STILL, WASHINGTON seems to be playing along with Iran’s assertion that groups like the Houthis, as well as its other proxies in Iraq, Lebanon, and Syria, are acting independently. This is particularly concerning because such a stance could lead the regime leaders to believe that the Biden administration lacks the will to retaliate against Iran or its proxies. Consequently, they might perceive that there would be no significant consequence for ordering the Houthis to disrupt maritime security or to attack Israel.
Iran’s increasing aggression demands a stronger, more consistent, and comprehensive response from Washington. Washington’s fear of provoking a major conflict only heightens the likelihood that Tehran, emboldened by a lack of decisive pushback, may escalate its actions, potentially sparking an even larger and more dangerous regional conflict.
There are several measures the Biden administration can consider. Firstly, the US should officially and publicly acknowledge the Iranian regime’s responsibility for its proxies’ attacks against Israel, US forces, and the disruptions to maritime security.
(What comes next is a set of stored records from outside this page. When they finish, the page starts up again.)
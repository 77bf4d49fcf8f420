//! Tile storage for the butterfly routing graph
//!
//! - [`format`]: bit-exact record layout (header, nodes, directed edges,
//!   shortcut table)
//! - [`tile`]: [`GraphTile`], a validated read-only view over tile bytes
//! - [`builder`]: [`TileBuilder`], the owned form used while building
//! - [`hierarchy`]: level grids and tile bounds
//! - [`store`]: backing stores the cache reads from

pub mod builder;
pub mod crc;
pub mod format;
pub mod hierarchy;
pub mod store;
pub mod tile;

pub use builder::TileBuilder;
pub use format::{access, DirectedEdge, Node, RoadClass, ShortcutEntry, TileBounds, TileHeader};
pub use hierarchy::{TileLevel, LEVELS};
pub use store::{DirTileStore, MemTileStore, TileSink, TileSource};
pub use tile::{GraphTile, TileBuffer};
//! Read-only view over one decoded tile
//!
//! `GraphTile::decode` validates the layout once; accessors then read
//! records straight out of the byte buffer, which may be owned or
//! memory-mapped.

use std::fmt;
use std::ops::Deref;

use butterfly_common::graph_id::MAX_ENTITY_INDEX;
use butterfly_common::{Error, GraphId, Result};
use memmap2::Mmap;

use crate::crc;
use crate::format::{
    read_u32, read_u64, DirectedEdge, Node, ShortcutEntry, TileHeader, EDGE_SIZE, HEADER_SIZE,
    NODE_SIZE, SHORTCUT_ENTRY_HEADER_SIZE, SHORTCUT_ID_SIZE,
};

/// Raw tile bytes as handed over by a backing store
pub enum TileBuffer {
    Owned(Vec<u8>),
    Mapped(Mmap),
}

impl Deref for TileBuffer {
    type Target = [u8];

    fn deref(&self) -> &[u8] {
        match self {
            TileBuffer::Owned(bytes) => bytes,
            TileBuffer::Mapped(map) => map,
        }
    }
}

impl From<Vec<u8>> for TileBuffer {
    fn from(bytes: Vec<u8>) -> Self {
        TileBuffer::Owned(bytes)
    }
}

impl fmt::Debug for TileBuffer {
    fn fmt(&self, f: &mut fmt::Formatter<'_>) -> fmt::Result {
        let kind = match self {
            TileBuffer::Owned(_) => "owned",
            TileBuffer::Mapped(_) => "mapped",
        };
        write!(f, "TileBuffer({kind}, {} bytes)", self.len())
    }
}

/// Location of one shortcut table entry inside the buffer
#[derive(Debug, Clone, Copy)]
struct EntryRef {
    edge_index: u32,
    offset: usize,
    count: u32,
}

/// Block of shortcut edges leaving one node
#[derive(Debug, Clone, Copy)]
struct ShortcutRun {
    first: u32,
    count: u32,
    node: u32,
}

/// Decoded tile
#[derive(Debug)]
pub struct GraphTile {
    buf: TileBuffer,
    header: TileHeader,
    /// Sorted by `edge_index`
    entries: Vec<EntryRef>,
    /// Sorted by `first`; together they cover the shortcut block
    runs: Vec<ShortcutRun>,
}

/// `offset + count * record` with overflow and bounds checks
fn section_end(name: &str, offset: u32, count: u32, record: usize, limit: usize) -> Result<usize> {
    let end = (count as usize)
        .checked_mul(record)
        .and_then(|len| len.checked_add(offset as usize))
        .ok_or_else(|| Error::format(format!("{name} section size overflows")))?;
    if (offset as usize) < HEADER_SIZE || end > limit {
        return Err(Error::format(format!(
            "{name} section [{offset}, {end}) exceeds tile size {limit}"
        )));
    }
    Ok(end)
}

impl GraphTile {
    /// Validate and wrap a tile buffer
    pub fn decode(buf: impl Into<TileBuffer>) -> Result<Self> {
        let buf = buf.into();
        let header = TileHeader::from_bytes(&buf)?;

        let tile_id = header.tile_id;
        if !tile_id.is_valid() || tile_id.tile_base() != tile_id {
            return Err(Error::format(format!(
                "header tile id {tile_id} is not a tile base id"
            )));
        }

        let total = header.total_size as usize;
        if total > buf.len() {
            return Err(Error::format(format!(
                "tile {tile_id} declares {total} bytes but buffer holds {}",
                buf.len()
            )));
        }
        if total < HEADER_SIZE {
            return Err(Error::format(format!(
                "tile {tile_id} declares total size {total} smaller than its header"
            )));
        }

        for (what, count) in [("node", header.node_count), ("edge", header.edge_count)] {
            if count > MAX_ENTITY_INDEX {
                return Err(Error::format(format!(
                    "tile {tile_id} declares {count} {what}s, more than one tile can address"
                )));
            }
        }
        if header.shortcut_count > header.edge_count {
            return Err(Error::format(format!(
                "tile {tile_id} declares {} shortcuts but only {} edges",
                header.shortcut_count, header.edge_count
            )));
        }

        section_end("node", header.node_offset, header.node_count, NODE_SIZE, total)?;
        section_end("edge", header.edge_offset, header.edge_count, EDGE_SIZE, total)?;
        if (header.shortcut_offset as usize) < HEADER_SIZE || header.shortcut_offset as usize > total {
            return Err(Error::format(format!(
                "shortcut table offset {} outside tile of {total} bytes",
                header.shortcut_offset
            )));
        }

        let crc = crc::body_checksum(&buf[..total]);
        if crc != header.body_crc64 {
            return Err(Error::format(format!(
                "tile {tile_id} checksum mismatch: header 0x{:016x}, body 0x{crc:016x}",
                header.body_crc64
            )));
        }

        let runs = Self::index_nodes(&buf[..total], &header)?;
        let entries = Self::index_shortcuts(&buf[..total], &header)?;

        Ok(Self {
            buf,
            header,
            entries,
            runs,
        })
    }

    /// Check every node's edge ranges against the edge array and collect
    /// the shortcut runs.
    ///
    /// Original ranges must ascend by node and stay below the shortcut
    /// block. Shortcut runs may belong to nodes in any order but must tile
    /// the shortcut block exactly.
    fn index_nodes(buf: &[u8], header: &TileHeader) -> Result<Vec<ShortcutRun>> {
        let tile_id = header.tile_id;
        let originals = header.edge_count - header.shortcut_count;

        let mut runs = Vec::new();
        let mut prev_end = 0u32;
        for n in 0..header.node_count {
            let at = header.node_offset as usize + n as usize * NODE_SIZE;
            let node = Node::from_bytes(&buf[at..at + NODE_SIZE]);

            match node.edge_index.checked_add(u32::from(node.edge_count)) {
                Some(end) if node.edge_index >= prev_end && end <= originals => prev_end = end,
                _ => {
                    return Err(Error::format(format!(
                        "node {n} in tile {tile_id} claims edges {}+{} outside [{prev_end}, {originals})",
                        node.edge_index, node.edge_count
                    )))
                }
            }
            if node.shortcut_count > 0 {
                runs.push(ShortcutRun {
                    first: node.shortcut_index,
                    count: u32::from(node.shortcut_count),
                    node: n,
                });
            }
        }

        runs.sort_unstable_by_key(|r| r.first);
        let mut next = originals;
        for run in &runs {
            let end = run.first.checked_add(run.count);
            if run.first != next || end.map_or(true, |end| end > header.edge_count) {
                return Err(Error::format(format!(
                    "node {} in tile {tile_id} claims shortcuts {}+{}, expected the run to start at {next}",
                    run.node, run.first, run.count
                )));
            }
            next = run.first + run.count;
        }
        if next != header.edge_count {
            return Err(Error::format(format!(
                "tile {tile_id} shortcut edges [{next}, {}) belong to no node",
                header.edge_count
            )));
        }

        Ok(runs)
    }

    /// Walk the variable-length shortcut table once and remember where
    /// each entry starts
    fn index_shortcuts(buf: &[u8], header: &TileHeader) -> Result<Vec<EntryRef>> {
        let mut entries = Vec::with_capacity(header.shortcut_count as usize);
        let mut offset = header.shortcut_offset as usize;

        for n in 0..header.shortcut_count {
            if offset + SHORTCUT_ENTRY_HEADER_SIZE > buf.len() {
                return Err(Error::format(format!(
                    "shortcut entry {n} header runs past end of tile"
                )));
            }

            let id = GraphId::from_raw(read_u64(buf, offset));
            let count = read_u32(buf, offset + 16);
            let ids_len = (count as usize)
                .checked_mul(SHORTCUT_ID_SIZE)
                .ok_or_else(|| Error::format("shortcut entry size overflows"))?;
            let next = offset + SHORTCUT_ENTRY_HEADER_SIZE + ids_len;
            if next > buf.len() {
                return Err(Error::format(format!(
                    "shortcut entry {n} ({count} edges) runs past end of tile"
                )));
            }

            let originals = header.edge_count - header.shortcut_count;
            if id.tile_base() != header.tile_id
                || id.index() < originals
                || id.index() >= header.edge_count
            {
                return Err(Error::format(format!(
                    "shortcut entry {n} names edge {id} outside the shortcut block of tile {}",
                    header.tile_id
                )));
            }
            if let Some(prev) = entries.last().map(|e: &EntryRef| e.edge_index) {
                if id.index() <= prev {
                    return Err(Error::format(format!(
                        "shortcut table not sorted at entry {n}"
                    )));
                }
            }

            entries.push(EntryRef {
                edge_index: id.index(),
                offset,
                count,
            });
            offset = next;
        }

        Ok(entries)
    }

    pub fn header(&self) -> &TileHeader {
        &self.header
    }

    /// Tile base id
    pub fn id(&self) -> GraphId {
        self.header.tile_id
    }

    pub fn node_count(&self) -> u32 {
        self.header.node_count
    }

    pub fn directed_edge_count(&self) -> u32 {
        self.header.edge_count
    }

    /// Edges before the shortcut block
    pub fn original_edge_count(&self) -> u32 {
        self.header.edge_count - self.header.shortcut_count
    }

    /// Bytes held by this tile, used for cache budgeting
    pub fn size_bytes(&self) -> usize {
        self.buf.len()
    }

    pub fn is_mapped(&self) -> bool {
        matches!(self.buf, TileBuffer::Mapped(_))
    }

    /// Directed edge by slot index
    pub fn directed_edge(&self, index: u32) -> Result<DirectedEdge> {
        if index >= self.header.edge_count {
            return Err(Error::InvalidArgument(format!(
                "edge index {index} out of range for tile {} ({} edges)",
                self.id(),
                self.header.edge_count
            )));
        }
        let at = self.header.edge_offset as usize + index as usize * EDGE_SIZE;
        DirectedEdge::from_bytes(&self.buf[at..at + EDGE_SIZE])
    }

    /// Node by slot index
    pub fn node(&self, index: u32) -> Result<Node> {
        if index >= self.header.node_count {
            return Err(Error::InvalidArgument(format!(
                "node index {index} out of range for tile {} ({} nodes)",
                self.id(),
                self.header.node_count
            )));
        }
        let at = self.header.node_offset as usize + index as usize * NODE_SIZE;
        Ok(Node::from_bytes(&self.buf[at..at + NODE_SIZE]))
    }

    /// Original outbound edges of a node
    pub fn node_edges(&self, node_index: u32) -> Result<Vec<(GraphId, DirectedEdge)>> {
        let node = self.node(node_index)?;
        node.edge_range()
            .map(|i| Ok((self.id().with_index(i), self.directed_edge(i)?)))
            .collect()
    }

    /// Outbound shortcut edges of a node
    pub fn node_shortcuts(&self, node_index: u32) -> Result<Vec<(GraphId, DirectedEdge)>> {
        let node = self.node(node_index)?;
        node.shortcut_range()
            .map(|i| Ok((self.id().with_index(i), self.directed_edge(i)?)))
            .collect()
    }

    /// Node whose outbound range (original or shortcut) holds `edge_index`
    pub fn edge_start_node(&self, edge_index: u32) -> Result<u32> {
        if edge_index >= self.header.edge_count {
            return Err(Error::InvalidArgument(format!(
                "edge index {edge_index} out of range for tile {}",
                self.id()
            )));
        }

        if edge_index >= self.original_edge_count() {
            // Runs cover the shortcut block without gaps
            let at = self.runs.partition_point(|r| r.first <= edge_index);
            return match at.checked_sub(1).map(|i| self.runs[i]) {
                Some(run) if edge_index < run.first + run.count => Ok(run.node),
                _ => Err(Error::format(format!(
                    "edge {edge_index} in tile {} belongs to no node",
                    self.id()
                ))),
            };
        }

        // Original edge ranges ascend by node
        let (mut lo, mut hi) = (0u32, self.header.node_count);
        while lo < hi {
            let mid = lo + (hi - lo) / 2;
            let node = self.node(mid)?;
            if node.edge_range().contains(&edge_index) {
                return Ok(mid);
            }
            if edge_index < node.edge_index {
                hi = mid;
            } else {
                lo = mid + 1;
            }
        }

        Err(Error::format(format!(
            "edge {edge_index} in tile {} belongs to no node",
            self.id()
        )))
    }

    fn read_entry(&self, entry: &EntryRef) -> ShortcutEntry {
        let b = &self.buf[..];
        let at = entry.offset;
        let ids_at = at + SHORTCUT_ENTRY_HEADER_SIZE;
        ShortcutEntry {
            shortcut: GraphId::from_raw(read_u64(b, at)),
            time_ds: read_u32(b, at + 8),
            truck_time_ds: read_u32(b, at + 12),
            edges: (0..entry.count as usize)
                .map(|i| GraphId::from_raw(read_u64(b, ids_at + i * SHORTCUT_ID_SIZE)))
                .collect(),
        }
    }

    /// Original edges replaced by a shortcut; `None` when the id is from
    /// another tile, out of range, or has no table entry
    pub fn shortcut_entry(&self, shortcut: GraphId) -> Option<ShortcutEntry> {
        if !shortcut.same_tile(self.id()) || shortcut.index() >= self.header.edge_count {
            return None;
        }
        self.entries
            .binary_search_by_key(&shortcut.index(), |e| e.edge_index)
            .ok()
            .map(|i| self.read_entry(&self.entries[i]))
    }

    pub fn shortcut_entries(&self) -> impl Iterator<Item = ShortcutEntry> + '_ {
        self.entries.iter().map(move |e| self.read_entry(e))
    }
}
Such acknowledgment is crucial, as it communicates to the regime leaders that their aggressive actions will no longer be tolerated.
Secondly, considering that the Houthis’ disruption of maritime security in international waters falls under maritime terrorism as defined by the 1988 Convention for the Suppression of Unlawful Acts Against the Safety of Maritime Navigation, President Joe Biden should reconsider designating the Houthis as a Foreign Terrorist Organization (FTO) and enforce stringent sanctions against them.
Finally, the United States should consider taking targeted military action against the Houthis, specifically aiming at their weapons storage sites. This would serve as a clear message to the Houthis that their aggression is unacceptable.
By taking a firm stance, the United States would signal a decisive shift in policy, deter further acts of aggression, and restore stability to the region.
Farhad Rezaei is a senior fellow at the Philos Project. Siavash Gholami holds a master’s degree in political science from the University of Toronto.